I spologize in advance for the terrible pic. I took this while he was in the bag acclimating, I have not been able to get anything better since I put him in the tank a couple days ago. He is about 2" long

I bought this guy the other day from a very good LFS. They have a very large selection of non hormoned, accurately identified by latin name (usually  ), non hybrid cichlids from all three African Rift lakes.

They had this guy labeled as a Lethrinus "red top". So I was assuming Lethrinops Lethrinus. Not sure where they got the "red top" from though? I don't usually buy without reasearching more, unlkess I am already familiar with the species. Lesson learned on this one. They only had 2 in the tank, he looked like the only possible male, and I didn't want to miss out, and he was only $10. So I took a chance.

I never rule out the possibility of a hybrid, but I don't think this store would sell me a hybrid like this. I am just thinking that some newbie mislabeled the tank, or sold me the fish as the wrong name. This store is actually really good, and I have purchased almost all my fish from them. I know if I took it back to them it would be no questions asked.

Anyway, after reasearching more, I am farily certain he is not the indicated Lethrinops sp., as the spots, should take on more of a line shape? His marking on the head had me possibly thinking a Victorian, but I don't think that is correct either.

I couldn't find anything on this site, but while doing some googling, I came accross pictures of the Naevochromis Chrysogaster, and this guy looks spot on with some of the Juvenile pictures I have found online.
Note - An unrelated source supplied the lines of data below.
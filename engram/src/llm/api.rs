use std::time::Duration;

use async_openai::{
    config::OpenAIConfig,
    error::{ApiError, OpenAIError},
    types::{
        ChatCompletionRequestSystemMessageArgs, ChatCompletionRequestUserMessageArgs,
        CreateChatCompletionRequest, CreateChatCompletionRequestArgs, CreateChatCompletionResponse,
    },
    Client,
};

use crate::{
    config::{parse_llm_provider_model, LlmConfig},
    error::{EngramError, Result},
    llm::provider::CompletionOptions,
};

const OPENAI_BASE_URL: &str = "https://api.openai.com/v1";
const OPENROUTER_BASE_URL: &str = "https://openrouter.ai/api/v1";
const OLLAMA_BASE_URL: &str = "http://localhost:11434/v1";

#[derive(Debug, Clone)]
struct ApiConfig {
    base_url: String,
    api_key: Option<String>,
    model: String,
    timeout_secs: u64,
    max_retries: u32,
}

#[derive(Clone)]
pub struct LlmApiClient {
    client: Client<OpenAIConfig>,
    config: ApiConfig,
}

impl LlmApiClient {
    pub fn new(config: &LlmConfig) -> Result<Self> {
        let api_config = ApiConfig::from_llm_config(config);

        let (provider, _) = parse_llm_provider_model(&config.model);
        let needs_api_key = !matches!(
            provider.to_lowercase().as_str(),
            "ollama" | "local" | "lmstudio"
        );

        if needs_api_key && api_config.api_key.is_none() {
            return Err(EngramError::Llm(
                "API key required for this provider".to_string(),
            ));
        }

        let openai_config = OpenAIConfig::new()
            .with_api_base(api_config.base_url.clone())
            .with_api_key(api_config.api_key.clone().unwrap_or_default());

        let http_client = reqwest::Client::builder()
            .timeout(Duration::from_secs(api_config.timeout_secs))
            .build()
            .map_err(|error| {
                EngramError::Llm(format!("Failed to create LLM HTTP client: {error}"))
            })?;

        // Cap async-openai's internal backoff at our timeout. Its default
        // max_elapsed_time retries 500s for up to 15 minutes, independent of
        // the retry loop in complete().
        let backoff = backoff::ExponentialBackoff {
            max_elapsed_time: Some(Duration::from_secs(api_config.timeout_secs)),
            ..Default::default()
        };

        let client = Client::with_config(openai_config)
            .with_http_client(http_client)
            .with_backoff(backoff);

        Ok(Self {
            client,
            config: api_config,
        })
    }

    pub async fn complete(
        &self,
        prompt: &str,
        system_prompt: Option<&str>,
        options: Option<&CompletionOptions>,
    ) -> Result<String> {
        if prompt.trim().is_empty() {
            return Err(EngramError::Validation(
                "Prompt cannot be empty".to_string(),
            ));
        }

        let mut last_error: Option<EngramError> = None;

        for attempt in 0..=self.config.max_retries {
            if attempt > 0 {
                let delay_ms = 100 * 2_u64.pow(attempt - 1);
                tokio::time::sleep(Duration::from_millis(delay_ms)).await;
            }

            let request = self.build_request(prompt, system_prompt, options)?;

            match self.client.chat().create(request).await {
                Ok(response) => return Self::extract_content(response),
                Err(error) => {
                    if let Some(rate_limit_error) = Self::rate_limit_error(&error) {
                        return Err(rate_limit_error);
                    }

                    if let Some(auth_error) = Self::auth_error(&error) {
                        return Err(auth_error);
                    }

                    let retryable = Self::is_retryable(&error);
                    let mapped_error = Self::map_openai_error(error);

                    if retryable && attempt < self.config.max_retries {
                        last_error = Some(mapped_error);
                        continue;
                    }

                    return Err(mapped_error);
                }
            }
        }

        Err(last_error
            .unwrap_or_else(|| EngramError::Llm("LLM completion failed after retries".to_string())))
    }

    fn build_request(
        &self,
        prompt: &str,
        system_prompt: Option<&str>,
        options: Option<&CompletionOptions>,
    ) -> Result<CreateChatCompletionRequest> {
        let mut messages = Vec::new();

        if let Some(system_prompt) = system_prompt.filter(|value| !value.trim().is_empty()) {
            messages.push(
                ChatCompletionRequestSystemMessageArgs::default()
                    .content(system_prompt)
                    .build()
                    .map_err(|error| {
                        EngramError::Validation(format!("Invalid system prompt: {error}"))
                    })?
                    .into(),
            );
        }

        messages.push(
            ChatCompletionRequestUserMessageArgs::default()
                .content(prompt)
                .build()
                .map_err(|error| EngramError::Validation(format!("Invalid user prompt: {error}")))?
                .into(),
        );

        let mut request = CreateChatCompletionRequestArgs::default();
        request.model(self.config.model.clone()).messages(messages);
        Self::apply_completion_options(&mut request, options);

        request.build().map_err(|error| {
            EngramError::Validation(format!("Invalid LLM completion request: {error}"))
        })
    }

    fn apply_completion_options(
        request: &mut CreateChatCompletionRequestArgs,
        options: Option<&CompletionOptions>,
    ) {
        let Some(options) = options else {
            return;
        };

        if let Some(temperature) = options.temperature {
            request.temperature(temperature);
        }

        if let Some(max_tokens) = options.max_tokens {
            request.max_tokens(max_tokens);
        }
    }

    fn extract_content(response: CreateChatCompletionResponse) -> Result<String> {
        let message = response
            .choices
            .into_iter()
            .next()
            .ok_or_else(|| EngramError::Llm("LLM response contained no choices".to_string()))?
            .message
            .content
            .unwrap_or_default();

        if message.trim().is_empty() {
            return Err(EngramError::Llm(
                "LLM response contained empty content".to_string(),
            ));
        }

        Ok(message)
    }

    fn is_retryable(error: &OpenAIError) -> bool {
        match error {
            OpenAIError::ApiError(api_error) => {
                api_error.r#type.is_none() && api_error.code.is_none()
            }
            OpenAIError::Reqwest(reqwest_error) => reqwest_error
                .status()
                .map(|status| status.is_server_error())
                .unwrap_or(true),
            _ => false,
        }
    }

    fn rate_limit_error(error: &OpenAIError) -> Option<EngramError> {
        match error {
            OpenAIError::Reqwest(reqwest_error)
                if reqwest_error.status() == Some(reqwest::StatusCode::TOO_MANY_REQUESTS) =>
            {
                Some(EngramError::LlmRateLimit { retry_after: None })
            }
            OpenAIError::ApiError(api_error) if Self::is_rate_limit_api_error(api_error) => {
                Some(EngramError::LlmRateLimit { retry_after: None })
            }
            _ => None,
        }
    }

    fn auth_error(error: &OpenAIError) -> Option<EngramError> {
        match error {
            OpenAIError::Reqwest(reqwest_error)
                if reqwest_error.status() == Some(reqwest::StatusCode::UNAUTHORIZED)
                    || reqwest_error.status() == Some(reqwest::StatusCode::FORBIDDEN) =>
            {
                Some(EngramError::Llm(format!(
                    "LLM authentication failed: {reqwest_error}"
                )))
            }
            OpenAIError::ApiError(api_error) if Self::is_auth_api_error(api_error) => Some(
                EngramError::Llm(format!("LLM authentication failed: {api_error}")),
            ),
            _ => None,
        }
    }

    fn is_rate_limit_api_error(api_error: &ApiError) -> bool {
        let message = api_error.message.to_lowercase();
        let error_type = api_error.r#type.clone().unwrap_or_default().to_lowercase();
        let code = api_error.code.clone().unwrap_or_default().to_lowercase();

        message.contains("rate limit")
            || message.contains("too many requests")
            || error_type.contains("rate_limit")
            || code.contains("rate_limit")
            || code == "insufficient_quota"
    }

    fn is_auth_api_error(api_error: &ApiError) -> bool {
        let message = api_error.message.to_lowercase();
        let error_type = api_error.r#type.clone().unwrap_or_default().to_lowercase();
        let code = api_error.code.clone().unwrap_or_default().to_lowercase();

        message.contains("unauthorized")
            || message.contains("forbidden")
            || message.contains("authentication")
            || message.contains("invalid api key")
            || code.contains("invalid_api_key")
            || code.contains("authentication")
            || error_type.contains("authentication")
    }

    fn map_openai_error(error: OpenAIError) -> EngramError {
        match error {
            OpenAIError::Reqwest(reqwest_error) => {
                EngramError::Llm(format!("LLM request failed: {reqwest_error}"))
            }
            OpenAIError::ApiError(api_error) => {
                EngramError::Llm(format!("LLM API error: {api_error}"))
            }
            OpenAIError::JSONDeserialize(err) => {
                EngramError::Llm(format!("Failed to parse LLM response: {err}"))
            }
            OpenAIError::InvalidArgument(message) => EngramError::Validation(message),
            other => EngramError::Llm(other.to_string()),
        }
    }
}

impl ApiConfig {
    fn from_llm_config(config: &LlmConfig) -> Self {
        let (provider, model) = parse_llm_provider_model(&config.model);

        let base_url = config
            .base_url
            .clone()
            .unwrap_or_else(|| default_base_url(provider).to_string());

        let normalized_model = if provider.eq_ignore_ascii_case("local") {
            config.model.clone()
        } else {
            model.to_string()
        };

        Self {
            base_url,
            api_key: config.api_key.clone(),
            model: normalized_model,
            timeout_secs: config.timeout_secs,
            max_retries: config.max_retries,
        }
    }
}

fn default_base_url(provider: &str) -> &'static str {
    match provider.to_lowercase().as_str() {
        "openai" => OPENAI_BASE_URL,
        "openrouter" => OPENROUTER_BASE_URL,
        "ollama" => OLLAMA_BASE_URL,
        "lmstudio" => "http://localhost:1234/v1",
        _ => OPENAI_BASE_URL,
    }
}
Interested to see what you all on the Forum think... If I can get any better pics I will post them.

Thanks in advance for all your feedback, it is always appreciated!!


----------



## Chester B (Dec 28, 2012)

Picture isn't the best but I think you may have gotten a real steal there. Looks very much like a smaller version of my male Naevochromis chrysogaster. Everything appears to match from the spots to the stripes on the head. Seems to me to be a very uncommon species as I have never seen them in any store. The only ones I've ever seen are the ones I currently own. Take a look in the species profile section for more info.


----------



## testeve (Sep 17, 2012)

I could not find any profile for this fish on this website??? Am I not looking in the right place?
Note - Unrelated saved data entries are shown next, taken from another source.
//! Memory fact lifecycle and consistency engine.
//!
//! Ingested text is normalized (temporal expressions and pronouns resolved),
//! decomposed into atomic facts, classified, deduplicated, and checked for
//! contradictions against the owner's existing facts; a contradiction
//! supersedes the old fact on a version chain instead of editing it in
//! place. At query time, vector-search hits are ranked by similarity,
//! latest-status, and recency so the current version of any fact wins.

pub mod config;
pub mod consistency;
pub mod embeddings;
pub mod engine;
pub mod error;
pub mod extract;
pub mod llm;
pub mod models;
pub mod normalize;
pub mod ranking;
pub mod services;
pub mod store;

pub use config::Config;
pub use engine::Engine;
pub use error::{EngramError, Result};
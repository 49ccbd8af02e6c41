use thiserror::Error;

#[derive(Error, Debug)]
pub enum EngramError {
    #[error("Not found: {0}")]
    NotFound(String),

    #[error("Validation error: {0}")]
    Validation(String),

    #[error("Embedding error: {0}")]
    Embedding(String),

    #[error("API rate limit exceeded, retry after {retry_after:?} seconds")]
    ApiRateLimit { retry_after: Option<u64> },

    #[error("API authentication error: {0}")]
    ApiAuth(String),

    #[error("LLM error: {0}")]
    Llm(String),

    #[error("LLM unavailable: {0}")]
    LlmUnavailable(String),

    #[error("LLM rate limit exceeded, retry after {retry_after:?} seconds")]
    LlmRateLimit { retry_after: Option<u64> },
}

pub type Result<T> = std::result::Result<T, EngramError>;
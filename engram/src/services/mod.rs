//! Service layer wiring the pipeline stages into the exposed operations.

mod facts;
mod forgetting;
mod ingest;
mod search;

pub use facts::{new_fact_id, FactService};
pub use forgetting::{ForgettingSweeper, EXPIRY_FORGET_REASON};
pub use ingest::IngestService;
pub use search::SearchService;
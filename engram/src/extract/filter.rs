//! Noise and validity filtering for extracted candidates. Runs after dedup;
//! checks apply in a fixed order so rejection reasons stay stable.

use std::sync::LazyLock;

use regex::Regex;

use crate::models::{FactCandidate, FactKind};

const MIN_CONTENT_LEN: usize = 10;
const MIN_CONFIDENCE: f64 = 0.6;

const DANGLING_ENDINGS: &[&str] = &[
    "and", "or", "but", "with", "to", "of", "in", "on", "at", "for", "by", "from", "the", "a",
    "an", "is", "was",
];

const STOPWORDS: &[&str] = &[
    "a", "an", "the", "is", "was", "are", "were", "be", "been", "being", "to", "of", "in", "on",
    "at", "for", "by", "from", "with", "and", "or", "but", "it", "its", "this", "that", "these",
    "those", "user", "user's", "i", "my", "me", "we", "our", "he", "she", "they", "his", "her",
    "their", "has", "have", "had", "do", "does", "did", "not", "no", "so", "as", "about",
];

static CODE_CONTENT: LazyLock<Vec<Regex>> = LazyLock::new(|| {
    [
        // filesystem paths
        r"(?:^|\s)/[\w./-]+",
        r"[A-Za-z]:\\[\w\\.-]+",
        // file extensions
        r"\b\w+\.(?:rs|py|js|ts|go|java|cpp|json|yaml|yml|toml|sql|sh|md|txt|csv|html|css)\b",
        // code syntax
        r"[{};=]|::|->|=>|\(\)|\[\]",
        r"(?i)\b(?:fn|def|func|var|let|const|import|return|println|console\.log)\b",
    ]
    .iter()
    .map(|p| Regex::new(p).unwrap())
    .collect()
});

static TECHNICAL_TERMS: &[&str] = &[
    "python", "rust", "javascript", "typescript", "java", "golang", "kotlin", "swift", "ruby",
    "docker", "kubernetes", "react", "angular", "vue", "django", "flask", "postgres",
    "postgresql", "mysql", "redis", "mongodb", "linux", "ubuntu", "debian", "aws", "azure",
    "github", "gitlab", "terraform", "node", "nodejs",
];

static PLACE_MISCLASSIFICATION: LazyLock<Regex> = LazyLock::new(|| {
    Regex::new(r"(?i)\b(?:lives in|works at|is from|based in) ([\w.+#-]+)").unwrap()
});

static GREETING_OR_QUESTION: LazyLock<Regex> = LazyLock::new(|| {
    Regex::new(
        r"(?i)^(?:hi|hello|hey|thanks|thank you|ok|okay|sure|yes|no|good morning|good evening|got it|sounds good)\b",
    )
    .unwrap()
});

static ORG_OWNS_PET: LazyLock<Regex> = LazyLock::new(|| {
    Regex::new(
        r"(?i)\b(?:company|corp|corporation|inc|team|office|startup|organization|org|business)\b.{0,40}\b(?:has|have|owns?|adopted|got) an? (?:dog|cat|bird|rabbit|hamster|fish|parrot|turtle|pet)\b",
    )
    .unwrap()
});

fn ends_dangling(content: &str) -> bool {
    let trimmed = content.trim_end_matches(['.', ',', '!', '?', ' ']);
    match trimmed.rsplit(' ').next() {
        Some(last) => DANGLING_ENDINGS.contains(&last.to_lowercase().as_str()),
        None => true,
    }
}

fn looks_like_code(content: &str) -> bool {
    CODE_CONTENT.iter().any(|p| p.is_match(content))
}

fn technical_place(content: &str) -> bool {
    PLACE_MISCLASSIFICATION
        .captures(content)
        .map(|caps| TECHNICAL_TERMS.contains(&caps[1].to_lowercase().as_str()))
        .unwrap_or(false)
}

fn low_information(content: &str) -> bool {
    if content.len() < MIN_CONTENT_LEN {
        return true;
    }
    if GREETING_OR_QUESTION.is_match(content) || content.trim_end().ends_with('?') {
        return true;
    }
    let substantive = content
        .split_whitespace()
        .map(|w| w.trim_matches(|c: char| !c.is_alphanumeric()).to_lowercase())
        .filter(|w| !w.is_empty() && !STOPWORDS.contains(&w.as_str()))
        .count();
    substantive < 2
}

/// Returns true when the candidate should be kept.
pub fn keep_candidate(candidate: &FactCandidate) -> bool {
    let content = candidate.content.trim();

    if ends_dangling(content) {
        tracing::debug!(content, "Dropped candidate: dangling ending");
        return false;
    }
    if looks_like_code(content) {
        tracing::debug!(content, "Dropped candidate: code content");
        return false;
    }
    if technical_place(content) {
        tracing::debug!(content, "Dropped candidate: technical term as place");
        return false;
    }
    if low_information(content) {
        tracing::debug!(content, "Dropped candidate: low information");
        return false;
    }
    if ORG_OWNS_PET.is_match(content) {
        tracing::debug!(content, "Dropped candidate: organization owning a pet");
        return false;
    }
    if candidate.confidence < MIN_CONFIDENCE
        && candidate.entities.is_empty()
        && candidate.kind != FactKind::Event
    {
        tracing::debug!(content, confidence = candidate.confidence, "Dropped candidate: low confidence");
        return false;
    }
    true
}

/// Filter a candidate list in place, keeping the original order.
pub fn filter_noise(candidates: Vec<FactCandidate>) -> Vec<FactCandidate> {
    candidates.into_iter().filter(keep_candidate).collect()
}
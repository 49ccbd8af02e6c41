use reqwest::{
    header::{HeaderMap, HeaderValue, AUTHORIZATION, CONTENT_TYPE},
    Client,
};
use serde::{Deserialize, Serialize};
use std::time::Duration;

use crate::error::{EngramError, Result};

/// Provider-specific default base URLs
pub fn default_base_url(provider: &str) -> &'static str {
    match provider.to_lowercase().as_str() {
        "openai" => "https://api.openai.com/v1",
        "openrouter" => "https://openrouter.ai/api/v1",
        "ollama" => "http://localhost:11434/v1",
        "lmstudio" => "http://localhost:1234/v1",
        _ => "https://api.openai.com/v1", // default fallback
    }
}

#[derive(Debug, Clone)]
pub struct ApiConfig {
    pub base_url: String,
    pub api_key: Option<String>,
    pub model: String,
    pub timeout_secs: u64,
    pub max_retries: u32,
}

#[derive(Debug, Serialize)]
struct EmbeddingRequest<'a> {
    model: &'a str,
    input: Vec<&'a str>,
}

#[derive(Debug, Deserialize)]
struct EmbeddingResponse {
    data: Vec<EmbeddingData>,
}

#[derive(Debug, Deserialize)]
struct EmbeddingData {
    embedding: Vec<f32>,
}

#[derive(Clone)]
pub struct EmbeddingApiClient {
    client: Client,
    config: ApiConfig,
}

impl EmbeddingApiClient {
    pub fn new(config: ApiConfig) -> Result<Self> {
        let client = Client::builder()
            .timeout(Duration::from_secs(config.timeout_secs))
            .build()
            .map_err(|e| EngramError::Embedding(format!("Failed to create HTTP client: {e}")))?;

        Ok(Self { client, config })
    }

    pub async fn embed(&self, texts: &[&str]) -> Result<Vec<Vec<f32>>> {
        let request = EmbeddingRequest {
            model: &self.config.model,
            input: texts.to_vec(),
        };

        let mut headers = HeaderMap::new();
        headers.insert(CONTENT_TYPE, HeaderValue::from_static("application/json"));

        if let Some(ref api_key) = self.config.api_key {
            headers.insert(
                AUTHORIZATION,
                HeaderValue::from_str(&format!("Bearer {api_key}"))
                    .map_err(|e| EngramError::Embedding(format!("Invalid API key header: {e}")))?,
            );
        }

        let url = format!("{}/embeddings", self.config.base_url);

        let mut last_error = None;
        for attempt in 0..=self.config.max_retries {
            if attempt > 0 {
                let delay = Duration::from_millis(100 * 2_u64.pow(attempt - 1));
                tokio::time::sleep(delay).await;
            }

            let response = self
                .client
                .post(&url)
                .headers(headers.clone())
                .json(&request)
                .send()
                .await;

            match response {
                Ok(resp) => {
                    let status = resp.status();

                    if status.is_success() {
                        let body: EmbeddingResponse = resp.json().await.map_err(|e| {
                            EngramError::Embedding(format!("Failed to parse response: {e}"))
                        })?;
                        // Vector-index configs assume unit L2 norm; not every
                        // provider normalizes, so do it here.
                        return Ok(body
                            .data
                            .into_iter()
                            .map(|d| l2_normalize(d.embedding))
                            .collect());
                    }

                    if status == reqwest::StatusCode::TOO_MANY_REQUESTS {
                        let retry_after = resp
                            .headers()
                            .get("retry-after")
                            .and_then(|v| v.to_str().ok())
                            .and_then(|s| s.parse().ok());
                        last_error = Some(EngramError::ApiRateLimit { retry_after });
                        continue;
                    }

                    if status == reqwest::StatusCode::UNAUTHORIZED
                        || status == reqwest::StatusCode::FORBIDDEN
                    {
                        let body = resp.text().await.unwrap_or_default();
                        return Err(EngramError::ApiAuth(body));
                    }

                    if status.is_server_error() {
                        let body = resp.text().await.unwrap_or_default();
                        last_error = Some(EngramError::Embedding(format!(
                            "Server error {status}: {body}"
                        )));
                        continue;
                    }

                    let body = resp.text().await.unwrap_or_default();
                    return Err(EngramError::Embedding(format!("API error {status}: {body}")));
                }
                Err(e) => {
                    last_error = Some(EngramError::Embedding(format!("Request failed: {e}")));
                    continue;
                }
            }
        }

        Err(last_error.unwrap_or_else(|| EngramError::Embedding("Unknown error".to_string())))
    }

}

fn l2_normalize(mut v: Vec<f32>) -> Vec<f32> {
    let norm: f32 = v.iter().map(|x| x * x).sum::<f32>().sqrt();
    if norm > 0.0 {
        for x in &mut v {
            *x /= norm;
        }
    }
    v
}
I am assuming they are not too commen either. I was able to find a lot of pictures of them and I am pretty sure this is what I have.

I have never even heard of this fish before, I was searching Lethrinops Lethrinus on Bing and when I clicked to see images, this species showed up on the side of the page as a seperate sponsored ad type link. It was totally random, and the picture was of a juvenile or female so it had these exact same marking which made me check it out.

Thanks for your input, I'll try to get a better picture to help get a better ID.


----------



## Chester B (Dec 28, 2012)

Well I can tell you from experience that they are a milder hap and I think would do well with Protomelas and Aulonocara. I have mine with Malawi predators and they are bottom of the pecking order and always have frayed fins and missing scales. They are believed to be a paedophage which means they steal eggs or fry from holding mouth brooding females which may help to explain their unusual jaw structure. I have found them to be very aggressive to one another even in a six foot tank. Aside from that they are pretty easy fish to keep.


----------



## noki (Jun 13, 2003)

well, time may tell, but you may have guessed right.

obviously does not seem like a Lethrinops.

my only option would be to compare to Otopharynx species. Doesn't look like the so called "Red Top Aristochromis" (which is a trade name for lithobates), which is a more common fish.


----------



## Anall44 (Feb 25, 2008)

Hey Chester,

What do you think about this?
http://www.thatpetplace.com/naevochromi ... ter-260325

since you mentioned it was an uncommon species to keep, i was googling pictures and that came up

-Austin


----------



## testeve (Sep 17, 2012)

noki said:


> well, time may tell, but you may have guessed right.
> 
> obviously does not seem like a Lethrinops.
> 
> my only option would be to compare to Otopharynx species. Doesn't look like the so called "Red Top Aristochromis" (which is a trade name for lithobates), which is a more common fish.


Thanks Noki, you are right, ultimately time will tell.

Otopharynx species was my first guess, especially since I never heard of the Naevochromis chrysogaster before.

This fish is actually in a 20 gallon quarantine tank with a 2" O. Lithobates (Aristochromis red top) and a 2" O. Lithobates z-rock and he looks nothing like either if them. I also have been looking at other otopharynx sp. but none seem to fit. Neither do any of the copadichromis sp.


----------



## 24Tropheus (Jun 21, 2006)

Funny enough a mate keeps and breeds a group of 10 Lethrinops red cap itungi in a jewel vision 260!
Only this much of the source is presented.